What to do:
Write out exactly the lines below that run from the one containing "Ok(Box::new(ours) as BoxedStream)" through the one containing "use std::collections::VecDeque;", both included, with no other lines.

Stored data START

use std::collections::HashMap;
use std::io;
use std::net::IpAddr;
use std::net::Ipv4Addr;
use std::net::SocketAddr;
use std::sync::Arc;
use std::sync::Mutex;
use std::time::Duration;

use bitcoin::block::Header;
use bitcoin::p2p::address::Address;
use bitcoin::p2p::message::NetworkMessage;
use bitcoin::p2p::message_network::VersionMessage;
use bitcoin::p2p::ServiceFlags;
use bitcoin::Network;
use futures::future::BoxFuture;
use tokio::io::AsyncReadExt;
use tokio::io::AsyncWriteExt;
use tokio::io::DuplexStream;
use tokio::sync::mpsc;

use crate::address::PeerAddress;
use crate::codec::FrameCodec;
use crate::connection::Connection;
use crate::connection::ConnectionEvent;
use crate::connection::ConnectionHandle;
use crate::connection::Role;
use crate::discovery::StaticDiscovery;
use crate::pool::Pool;
use crate::random::SeededRandom;
use crate::transport::BoxedStream;
use crate::transport::Connector;
use crate::ConnectionConfig;
use crate::PoolConfig;

const DUPLEX_BUFFER: usize = 1024 * 1024;

/// Builds replies for whatever a fake peer receives, besides the handshake and pings
pub type Responder = Arc<dyn Fn(&NetworkMessage) -> Vec<NetworkMessage> + Send + Sync>;

pub fn address(last_octet: u8) -> PeerAddress {
    PeerAddress::new(IpAddr::V4(Ipv4Addr::new(10, 0, 0, last_octet)), 8333)
}

/// The genesis header of `network`. Different networks give peers something to disagree on.
pub fn genesis_header(network: Network) -> Header {
    bitcoin::constants::genesis_block(network).header
}

/// A peer that answers `getheaders` with `headers` and `getaddr` with `peers`
pub fn serving(headers: Vec<Header>, peers: Vec<PeerAddress>) -> Behavior {
    Behavior::Serve(Arc::new(move |message| match message {
        NetworkMessage::GetHeaders(_) => vec![NetworkMessage::Headers(headers.clone())],
        NetworkMessage::GetAddr => {
            let addresses = peers
                .iter()
                .map(|peer| (0, Address::new(&peer.socket_addr(), ServiceFlags::NETWORK)))
                .collect();
            vec![NetworkMessage::Addr(addresses)]
        }
        _ => Vec::new(),
    }))
}

pub fn fake_version() -> NetworkMessage {
    let socket = SocketAddr::new(IpAddr::V4(Ipv4Addr::LOCALHOST), 8333);
    NetworkMessage::Version(VersionMessage::new(
        ServiceFlags::NETWORK,
        0,
        Address::new(&socket, ServiceFlags::NONE),
        Address::new(&socket, ServiceFlags::NONE),
        rand::random(),
        "/fake-peer:0.1.0/".to_string(),
        0,
    ))
}

/// The other side of a connection, driven by hand from a test
pub struct RawPeer {
    stream: DuplexStream,
    codec: FrameCodec,
}

impl RawPeer {
    pub fn new(stream: DuplexStream, network: Network) -> Self {
        RawPeer {
            stream,
            codec: FrameCodec::for_network(network),
        }
    }

    pub async fn send(&mut self, message: &NetworkMessage) -> io::Result<()> {
        let bytes = self.codec.encode(message);
        self.send_raw(&bytes).await
    }

    pub async fn send_raw(&mut self, bytes: &[u8]) -> io::Result<()> {
        self.stream.write_all(bytes).await?;
        self.stream.flush().await
    }

    /// The next message from the other side, `None` once it hangs up or sends garbage
    pub async fn recv(&mut self) -> Option<NetworkMessage> {
        let mut buf = [0u8; 4096];
        loop {
            if let Some(frame) = self.codec.next_frame().ok()? {
                return self.codec.decode(&frame).ok();
            }

            let read = self.stream.read(&mut buf).await.ok()?;
            if read == 0 {
                return None;
            }

            if let Some(frame) = self.codec.feed(&buf[..read]).ok()? {
                return self.codec.decode(&frame).ok();
            }
        }
    }

    /// Plays the remote side of the version handshake
    pub async fn handshake(&mut self) {
        assert!(matches!(self.recv().await, Some(NetworkMessage::Version(_))));
        self.send(&fake_version()).await.unwrap();
        self.send(&NetworkMessage::Verack).await.unwrap();
        assert_eq!(self.recv().await, Some(NetworkMessage::Verack));
    }
}

/// Spawns a connection over an in-memory pipe, returns its handle, its events and the peer
/// side of the pipe
pub fn connection_pair(
    role: Role,
    config: &ConnectionConfig,
) -> (
    ConnectionHandle,
    mpsc::UnboundedReceiver<ConnectionEvent>,
    RawPeer,
) {
    let (ours, theirs) = tokio::io::duplex(DUPLEX_BUFFER);
    let (events_tx, events_rx) = mpsc::unbounded_channel();
    let handle = Connection::spawn(Box::new(ours), address(1), role, config, events_tx);

    (handle, events_rx, RawPeer::new(theirs, config.network))
}

/// An outbound connection that already finished its handshake
pub async fn ready_connection(
    config: &ConnectionConfig,
) -> (
    ConnectionHandle,
    mpsc::UnboundedReceiver<ConnectionEvent>,
    RawPeer,
) {
    let (handle, mut events, mut peer) = connection_pair(Role::Outbound, config);
    peer.handshake().await;
    assert!(matches!(events.recv().await, Some(ConnectionEvent::Ready)));
    assert!(handle.is_ready());

    (handle, events, peer)
}

#[derive(Clone)]
/// How a fake peer behind [`MockConnector`] acts
pub enum Behavior {
    /// Connection refused
    Refuse,
    /// Accepts the stream but never answers the handshake
    Hang,
    /// Finishes the handshake and hangs up right after
    DropAfterHandshake,
    /// Finishes the handshake and answers requests
    Serve(Responder),
}

async fn run_fake_peer(stream: DuplexStream, network: Network, behavior: Behavior) {
    let mut peer = RawPeer::new(stream, network);
    while let Some(message) = peer.recv().await {
        let replies = match (&behavior, message) {
            (Behavior::Hang, _) => continue,
            (_, NetworkMessage::Version(_)) => vec![fake_version(), NetworkMessage::Verack],
            // Our verack means the other side is about to become ready
            (Behavior::DropAfterHandshake, NetworkMessage::Verack) => return,
            (_, NetworkMessage::Ping(nonce)) => vec![NetworkMessage::Pong(nonce)],
            (Behavior::Serve(responder), message) => responder(&message),
            _ => Vec::new(),
        };

        for reply in replies {
            if peer.send(&reply).await.is_err() {
                return;
            }
        }
    }
}

#[derive(Default)]
/// A connector that opens in-memory pipes to fake peers
pub struct MockConnector {
    peers: Mutex<HashMap<PeerAddress, Behavior>>,
    attempts: Mutex<HashMap<PeerAddress, usize>>,
}

impl MockConnector {
    pub fn new() -> Self {
        MockConnector::default()
    }

    pub fn with_peer(self, address: PeerAddress, behavior: Behavior) -> Self {
        self.peers.lock().unwrap().insert(address, behavior);
        self
    }

    pub fn set_behavior(&self, address: PeerAddress, behavior: Behavior) {
        self.peers.lock().unwrap().insert(address, behavior);
    }

    /// How many times someone tried to connect to `address`
    pub fn attempts(&self, address: &PeerAddress) -> usize {
        self.attempts
            .lock()
            .unwrap()
            .get(address)
            .copied()
            .unwrap_or(0)
    }
}

impl Connector for MockConnector {
    fn connect(&self, address: &PeerAddress) -> BoxFuture<'static, io::Result<BoxedStream>> {
        *self.attempts.lock().unwrap().entry(*address).or_default() += 1;

        let behavior = self.peers.lock().unwrap().get(address).cloned();
        Box::pin(async move {
            let behavior = match behavior {
                None | Some(Behavior::Refuse) => {
                    return Err(io::Error::from(io::ErrorKind::ConnectionRefused))
                }
                Some(behavior) => behavior,
            };

            let (ours, theirs) = tokio::io::duplex(DUPLEX_BUFFER);
            tokio::spawn(run_fake_peer(theirs, Network::Bitcoin, behavior));
            Ok(Box::new(ours) as BoxedStream)
        })
    }
}

/// A pool over `connector` with no discovery and a fixed seed
pub fn mock_pool(config: PoolConfig, connector: Arc<MockConnector>) -> Pool {
    Pool::new(
        config,
        connector,
        Arc::new(StaticDiscovery::default()),
        Arc::new(SeededRandom::new(7)),
    )
}

/// Polls `condition` until it holds, panics if it takes more than a few seconds
pub async fn eventually(mut condition: impl FnMut() -> bool) {
    let waiting = async {
        while !condition() {
            tokio::time::sleep(Duration::from_millis(10)).await;
        }
    };

    tokio::time::timeout(Duration::from_secs(5), waiting)
        .await
        .expect("condition never held");
}
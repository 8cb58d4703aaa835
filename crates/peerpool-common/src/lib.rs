// SPDX-License-Identifier: MIT

//! Small pieces shared by every peerpool crate. Nothing in here knows about
//! connections or pools; it only holds helpers that more than one crate needs.

pub mod hash;
pub mod macros;

pub use hash::Hash256;
pub use hash::HashParseError;
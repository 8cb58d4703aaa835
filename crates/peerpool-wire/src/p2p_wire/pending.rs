//! Bookkeeping for requests waiting on a response from one peer.
//!
//! The p2p protocol has no request ids, so the only way to tell which request a message answers
//! is to look at the message itself. Every request carries a predicate, and an incoming message
//! is handed to the oldest pending request whose predicate accepts it. Each message resolves at
//! most one request.

use std::collections::VecDeque;

use bitcoin::p2p::message::NetworkMessage;
use bitcoin::p2p::message_network::Reject;
use tokio::sync::oneshot;
use tokio::time::Instant;

use super::error::WireError;

/// Decides whether a message is the response to a given request
pub type ResponseMatcher = Box<dyn Fn(&NetworkMessage) -> bool + Send + Sync>;

/// What a caller waiting on a request eventually gets
pub type Response = Result<NetworkMessage, WireError>;

pub struct PendingRequest {
    /// The command we sent, used to route `reject` messages
    pub command: String,
    matcher: ResponseMatcher,
    deadline: Instant,
    resolve: oneshot::Sender<Response>,
}

impl PendingRequest {
    /// Creates a new request, and the receiver its caller should wait on
    pub fn new(
        command: impl Into<String>,
        matcher: ResponseMatcher,
        deadline: Instant,
    ) -> (Self, oneshot::Receiver<Response>) {
        let (resolve, receiver) = oneshot::channel();
        let request = PendingRequest {
            command: command.into(),
            matcher,
            deadline,
            resolve,
        };

        (request, receiver)
    }

    pub fn deadline(&self) -> Instant {
        self.deadline
    }

    /// Whether the caller stopped waiting for this request
    pub fn is_cancelled(&self) -> bool {
        self.resolve.is_closed()
    }

    /// Fails this request with `error`
    pub fn fail(self, error: WireError) {
        let _ = self.resolve.send(Err(error));
    }
}

#[derive(Default)]
/// All in-flight requests of a connection, oldest first
pub struct PendingRequests {
    requests: VecDeque<PendingRequest>,
}

impl PendingRequests {
    pub fn new() -> Self {
        PendingRequests::default()
    }

    pub fn push(&mut self, request: PendingRequest) {
        self.requests.push_back(request);
    }

    /// Number of requests someone is still waiting on
    pub fn len(&self) -> usize {
        self.requests.iter().filter(|r| !r.is_cancelled()).count()
    }

    pub fn is_empty(&self) -> bool {
        self.len() == 0
    }

    /// Drops requests whose caller went away
    pub fn prune(&mut self) {
        self.requests.retain(|request| !request.is_cancelled());
    }

    /// Hands `message` to the oldest request that accepts it. Returns whether some request took
    /// it.
    pub fn resolve(&mut self, message: &NetworkMessage) -> bool {
        self.prune();

        let Some(position) = self
            .requests
            .iter()
            .position(|request| (request.matcher)(message))
        else {
            return false;
        };

        if let Some(request) = self.requests.remove(position) {
            let _ = request.resolve.send(Ok(message.clone()));
        }

        true
    }

    /// Fails the oldest request for the command named in a `reject`
    pub fn reject(&mut self, reject: &Reject) -> bool {
        self.prune();

        let rejected: &str = reject.message.as_ref();
        let Some(position) = self
            .requests
            .iter()
            .position(|request| request.command == rejected)
        else {
            return false;
        };

        if let Some(request) = self.requests.remove(position) {
            let command = request.command.clone();
            request.fail(WireError::PeerRejected {
                command,
                reason: reject.reason.to_string(),
            });
        }

        true
    }

    /// Fails every request whose deadline is at or before `now`, returning how many there were
    pub fn expire(&mut self, now: Instant) -> usize {
        self.prune();

        let (expired, alive): (VecDeque<_>, VecDeque<_>) = self
            .requests
            .drain(..)
            .partition(|request| request.deadline <= now);
        self.requests = alive;

        let count = expired.len();
        for request in expired {
            request.fail(WireError::RequestTimeout);
        }

        count
    }

    /// The earliest deadline among requests someone is still waiting on
    pub fn next_deadline(&self) -> Option<Instant> {
        self.requests
            .iter()
            .filter(|r| !r.is_cancelled())
            .map(|r| r.deadline)
            .min()
    }

    /// Fails everything, used when the connection goes away
    pub fn fail_all(&mut self) {
        for request in self.requests.drain(..) {
            request.fail(WireError::ConnectionLost);
        }
    }
}
impl ConnectionHandle {
    pub fn address(&self) -> PeerAddress {
        self.address
    }

    pub fn state(&self) -> ConnectionState {
        *self.state.borrow()
    }

    pub fn is_ready(&self) -> bool {
        self.state() == ConnectionState::Ready
    }

    /// Waits until the connection reaches `state`. Fails with [`WireError::ConnectionLost`] if
    /// it closes first.
    pub async fn wait_for(&self, state: ConnectionState) -> Result<(), WireError> {
        let mut receiver = self.state.clone();
        let reached = receiver
            .wait_for(|current| *current == state || *current == ConnectionState::Closed)
            .await
            .map_err(|_| WireError::ConnectionLost)?;

        if *reached == state {
            return Ok(());
        }

        Err(WireError::ConnectionLost)
    }

    /// Asks the connection to close. Pending requests fail with [`WireError::ConnectionLost`].
    pub fn disconnect(&self) {
        let _ = self.commands.send(Command::Disconnect);
    }

    /// Sends `message` and waits for the first incoming message `matcher` accepts, for at most
    /// `timeout`.
    pub async fn send_request(
        &self,
        message: NetworkMessage,
        matcher: ResponseMatcher,
        timeout: Duration,
    ) -> Result<NetworkMessage, WireError> {
        if !self.is_ready() {
            return Err(WireError::ConnectionNotReady);
        }

        let (request, response) = PendingRequest::new(
            message.command().to_string(),
            matcher,
            Instant::now() + timeout,
        );

        self.commands
            .send(Command::Request {
                message,
                requests: vec![request],
            })
            .map_err(|_| WireError::ConnectionLost)?;

        response.await.map_err(|_| WireError::ConnectionLost)?
    }

    /// Like [`ConnectionHandle::send_request`], using the usual response for the command and the
    /// configured request timeout. A message nobody answers to will just time out.
    pub async fn request(&self, message: NetworkMessage) -> Result<NetworkMessage, WireError> {
        let matcher = default_matcher(&message);
        self.send_request(message, matcher, self.request_timeout)
            .await
    }

    /// Asks the peer for addresses of other peers
    pub async fn get_peers(&self) -> Result<Vec<PeerAddress>, WireError> {
        match self.request(NetworkMessage::GetAddr).await? {
            NetworkMessage::Addr(addresses) => Ok(addresses
                .iter()
                .filter_map(|(_, address)| PeerAddress::from_addr(address))
                .collect()),
            NetworkMessage::AddrV2(addresses) => Ok(addresses
                .iter()
                .filter_map(PeerAddress::from_addr_v2)
                .collect()),
            other => Err(unexpected(&other)),
        }
    }

    /// Sends a `getblocks` with `locator`, returns the inventory the peer answers with
    pub async fn get_block_list(&self, locator: &[Hash256]) -> Result<Vec<Inventory>, WireError> {
        match self.request(get_blocks_message(locator)).await? {
            NetworkMessage::Inv(inventory) => Ok(inventory),
            other => Err(unexpected(&other)),
        }
    }

    /// Sends a `getheaders` with `locator`
    pub async fn get_headers(&self, locator: &[Hash256]) -> Result<Vec<Header>, WireError> {
        match self.request(get_headers_message(locator)).await? {
            NetworkMessage::Headers(headers) => Ok(headers),
            other => Err(unexpected(&other)),
        }
    }

    /// Asks for the inventory of the peer's mempool
    pub async fn get_mem_pool(&self) -> Result<Vec<Inventory>, WireError> {
        match self.request(NetworkMessage::MemPool).await? {
            NetworkMessage::Inv(inventory) => Ok(inventory),
            other => Err(unexpected(&other)),
        }
    }

    /// Downloads a block. Returns `None` if the peer says it doesn't have it.
    pub async fn get_block(&self, hash: impl Into<Hash256>) -> Result<Option<Block>, WireError> {
        let mut blocks = self.get_blocks(&[hash.into()]).await?;
        Ok(blocks.pop().flatten())
    }

    /// Downloads a transaction. Returns `None` if the peer says it doesn't have it.
    pub async fn get_transaction(
        &self,
        txid: impl Into<Hash256>,
    ) -> Result<Option<Transaction>, WireError> {
        let mut transactions = self.get_transactions(&[txid.into()]).await?;
        Ok(transactions.pop().flatten())
    }

    /// Sends a single `getdata` for every item of `inventory` and waits for each item's answer,
    /// in the same order. Items the peer says it doesn't have come back as `None`.
    async fn get_data(
        &self,
        inventory: Vec<Inventory>,
    ) -> Result<Vec<Option<NetworkMessage>>, WireError> {
        if inventory.is_empty() {
            return Ok(Vec::new());
        }

        if !self.is_ready() {
            return Err(WireError::ConnectionNotReady);
        }

        let deadline = Instant::now() + self.request_timeout;
        let mut requests = Vec::with_capacity(inventory.len());
        let mut responses = Vec::with_capacity(inventory.len());
        for wanted in &inventory {
            let (request, response) =
                PendingRequest::new("getdata", getdata_matcher(*wanted), deadline);
            requests.push(request);
            responses.push(response);
        }

        self.commands
            .send(Command::Request {
                message: NetworkMessage::GetData(inventory.clone()),
                requests,
            })
            .map_err(|_| WireError::ConnectionLost)?;

        // One `notfound` may list several items, but it only resolves the oldest of them
        let mut missing: Vec<Inventory> = Vec::new();
        let mut answers = Vec::with_capacity(inventory.len());
        for (wanted, mut response) in inventory.iter().zip(responses) {
            if missing.iter().any(|item| same_item(item, wanted)) {
                // Dropping the receiver cancels the request if it is still pending
                let answer = match response.try_recv() {
                    Ok(Ok(message)) if !matches!(message, NetworkMessage::NotFound(_)) => {
                        Some(message)
                    }
                    _ => None,
                };
                answers.push(answer);
                continue;
            }

            match response.await.map_err(|_| WireError::ConnectionLost)?? {
                NetworkMessage::NotFound(items) => {
                    missing.extend(items);
                    answers.push(None);
                }
                message => answers.push(Some(message)),
            }
        }

        Ok(answers)
    }

    /// Downloads several blocks with a single `getdata`. Blocks the peer doesn't have are
    /// `None`.
    pub async fn get_blocks(&self, hashes: &[Hash256]) -> Result<Vec<Option<Block>>, WireError> {
        let inventory = hashes
            .iter()
            .map(|hash| Inventory::Block(BlockHash::from(*hash)))
            .collect();

        self.get_data(inventory)
            .await?
            .into_iter()
            .map(|answer| match answer {
                Some(NetworkMessage::Block(block)) => Ok(Some(block)),
                Some(other) => Err(unexpected(&other)),
                None => Ok(None),
            })
            .collect()
    }

    /// Downloads several transactions with a single `getdata`. Transactions the peer doesn't
    /// have are `None`.
    pub async fn get_transactions(
        &self,
        txids: &[Hash256],
    ) -> Result<Vec<Option<Transaction>>, WireError> {
        let inventory = txids
            .iter()
            .map(|txid| Inventory::Transaction(Txid::from(*txid)))
            .collect();

        self.get_data(inventory)
            .await?
            .into_iter()
            .map(|answer| match answer {
                Some(NetworkMessage::Tx(tx)) => Ok(Some(tx)),
                Some(other) => Err(unexpected(&other)),
                None => Ok(None),
            })
            .collect()
    }

    /// Pings the peer and returns the round trip time
    pub async fn ping(&self) -> Result<Duration, WireError> {
        let start = Instant::now();
        self.request(NetworkMessage::Ping(rand::random())).await?;
        Ok(start.elapsed())
    }
}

Stored data END

The completed task:
            Ok(Box::new(ours) as BoxedStream)
        })
    }
}

/// A pool over `connector` with no discovery and a fixed seed
pub fn mock_pool(config: PoolConfig, connector: Arc<MockConnector>) -> Pool {
    Pool::new(
        config,
        connector,
        Arc::new(StaticDiscovery::default()),
        Arc::new(SeededRandom::new(7)),
    )
}

/// Polls `condition` until it holds, panics if it takes more than a few seconds
pub async fn eventually(mut condition: impl FnMut() -> bool) {
    let waiting = async {
        while !condition() {
            tokio::time::sleep(Duration::from_millis(10)).await;
        }
    };

    tokio::time::timeout(Duration::from_secs(5), waiting)
        .await
        .expect("condition never held");
}
repository 8cb58d4703aaa835
filename crates/peerpool-common/src/lib.rs
// SPDX-License-Identifier: MIT

//! Small pieces shared by every peerpool crate. Nothing in here knows about
//! connections or pools; it only holds helpers that more than one crate needs.

pub mod hash;
pub mod macros;

pub use hash::Hash256;
pub use hash::HashParseError;
repository 8cb58d4703aaa835
filename crates/peerpool-wire/src/p2p_wire/pending.rs
//! Bookkeeping for requests waiting on a response from one peer.
//!
//! The p2p protocol has no request ids, so the only way to tell which request a message answers
//! is to look at the message itself. Every request carries a predicate, and an incoming message
//! is handed to the oldest pending request whose predicate accepts it. Each message resolves at
//! most one request.

use std::collections::VecDeque;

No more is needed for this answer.